Two meta-RL signals: `adaptation_score` is implicit (rewards getting better
over time, since per-step rewards are profile-weighted), and `belief_accuracy`
is explicit (rewards INFERRING the profile correctly). Without the explicit
term, agents that play heuristic-style "keep meters healthy" score the same
as agents that actually do inference, since the other components don't
differentiate inference from reflex.

To emit a belief, the agent calls `env.record_belief([s, m, w])` once per
step (typically right after parsing its own completion). The grader uses the
LAST recorded belief.

---

## Internal Tracking Variables

Not in the observation. Used by the environment to compute rewards and grade.

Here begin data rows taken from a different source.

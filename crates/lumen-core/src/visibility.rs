//! Control chrome visibility
//!
//! Controls are `Visible` until the player has been idle for the configured
//! timeout while playing in full presentation. Any activity brings them back
//! and re-arms the idle timer.

use crate::scheduler::{Scheduler, TimerId, TimerKind};
use crate::types::Presentation;
use serde::{Deserialize, Serialize};
use std::time::Duration;
use tracing::debug;

/// Chrome visibility state
#[derive(Debug, Clone, Copy, PartialEq, Eq, Hash, Default, Serialize, Deserialize)]
#[serde(rename_all = "snake_case")]
pub enum ControlsState {
    #[default]
    Visible,
    Hidden,
}

/// Popup menus; at most one is open
#[derive(Debug, Clone, Copy, PartialEq, Eq, Hash, Serialize, Deserialize)]
#[serde(rename_all = "snake_case")]
pub enum ControlMenu {
    Speed,
    Subtitles,
    Quality,
    Download,
}

/// What a tap on the video surface should do
#[derive(Debug, Clone, Copy, PartialEq, Eq)]
pub enum TapOutcome {
    /// Controls were hidden; the tap only reveals them
    Wake,
    /// Controls were showing; toggle play/pause
    TogglePlayback,
}

/// Player facts the idle rule depends on
#[derive(Debug, Clone, Copy, PartialEq, Eq)]
pub struct ActivityContext {
    pub playing: bool,
    pub presentation: Presentation,
}

impl ActivityContext {
    fn may_hide(&self) -> bool {
        self.playing && self.presentation == Presentation::Full
    }
}

/// Idle-timer driven visibility of the control chrome
#[derive(Debug)]
pub struct ControlVisibility {
    state: ControlsState,
    open_menu: Option<ControlMenu>,
    idle: Option<TimerId>,
    last_activity: Duration,
    timeout: Duration,
}

impl ControlVisibility {
    pub fn new(timeout: Duration) -> Self {
        Self {
            state: ControlsState::Visible,
            open_menu: None,
            idle: None,
            last_activity: Duration::ZERO,
            timeout,
        }
    }

    /// Pointer, touch, key or explicit toggle
    pub fn activity(&mut self, scheduler: &dyn Scheduler, ctx: ActivityContext) {
        self.state = ControlsState::Visible;
        self.last_activity = scheduler.now();
        self.disarm(scheduler);
        if ctx.may_hide() {
            self.idle = Some(scheduler.after(self.timeout, TimerKind::ControlsIdle));
        }
    }

    /// Idle timer fired; returns true if the controls were hidden
    pub fn on_idle_elapsed(&mut self, id: TimerId, ctx: ActivityContext) -> bool {
        if self.idle != Some(id) {
            debug!(timer = %id, "Stale idle timer ignored");
            return false;
        }
        self.idle = None;
        if !ctx.may_hide() {
            return false;
        }
        self.state = ControlsState::Hidden;
        self.open_menu = None;
        debug!("Controls hidden after inactivity");
        true
    }

    /// Classify a tap; a tap on hidden controls only wakes them
    pub fn surface_tap(&mut self, scheduler: &dyn Scheduler, ctx: ActivityContext) -> TapOutcome {
        match self.state {
            ControlsState::Hidden => {
                self.activity(scheduler, ctx);
                TapOutcome::Wake
            }
            ControlsState::Visible => TapOutcome::TogglePlayback,
        }
    }

    /// Show controls and stop the idle timer (pause, content switch, minimize)
    pub fn force_visible(&mut self, scheduler: &dyn Scheduler) {
        self.disarm(scheduler);
        self.state = ControlsState::Visible;
    }

    /// Open `menu`, or close it if it is already open
    pub fn toggle_menu(&mut self, menu: ControlMenu) {
        self.open_menu = if self.open_menu == Some(menu) {
            None
        } else {
            Some(menu)
        };
    }

    pub fn close_menus(&mut self) {
        self.open_menu = None;
    }

    /// Cancel the idle timer
    pub fn disarm(&mut self, scheduler: &dyn Scheduler) {
        if let Some(id) = self.idle.take() {
            scheduler.cancel(id);
        }
    }

    pub fn state(&self) -> ControlsState {
        self.state
    }

    pub fn is_visible(&self) -> bool {
        self.state == ControlsState::Visible
    }

    pub fn open_menu(&self) -> Option<ControlMenu> {
        self.open_menu
    }

    pub fn last_activity(&self) -> Duration {
        self.last_activity
    }

    pub fn idle_timer(&self) -> Option<TimerId> {
        self.idle
    }
}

| Variable | Description |
|---|---|
| `_profile` | Active profile dict (hidden from agent) |
| `_rng` | Seeded random instance for event rolls and profile selection |
| `_crash_count` | Steps where any meter fell below 0.10 |
| `_total_reward` | Running sum of step rewards for efficiency score |
| `_step_history` | Rolling window of completed steps (action, reward, deltas, anomalies). Used both as the agent-visible history and to compute repetition dampening. |
| `_step_rewards` | Per-step reward list for adaptation_score in the grader |
| `_timestep` | Current step index (0–27) |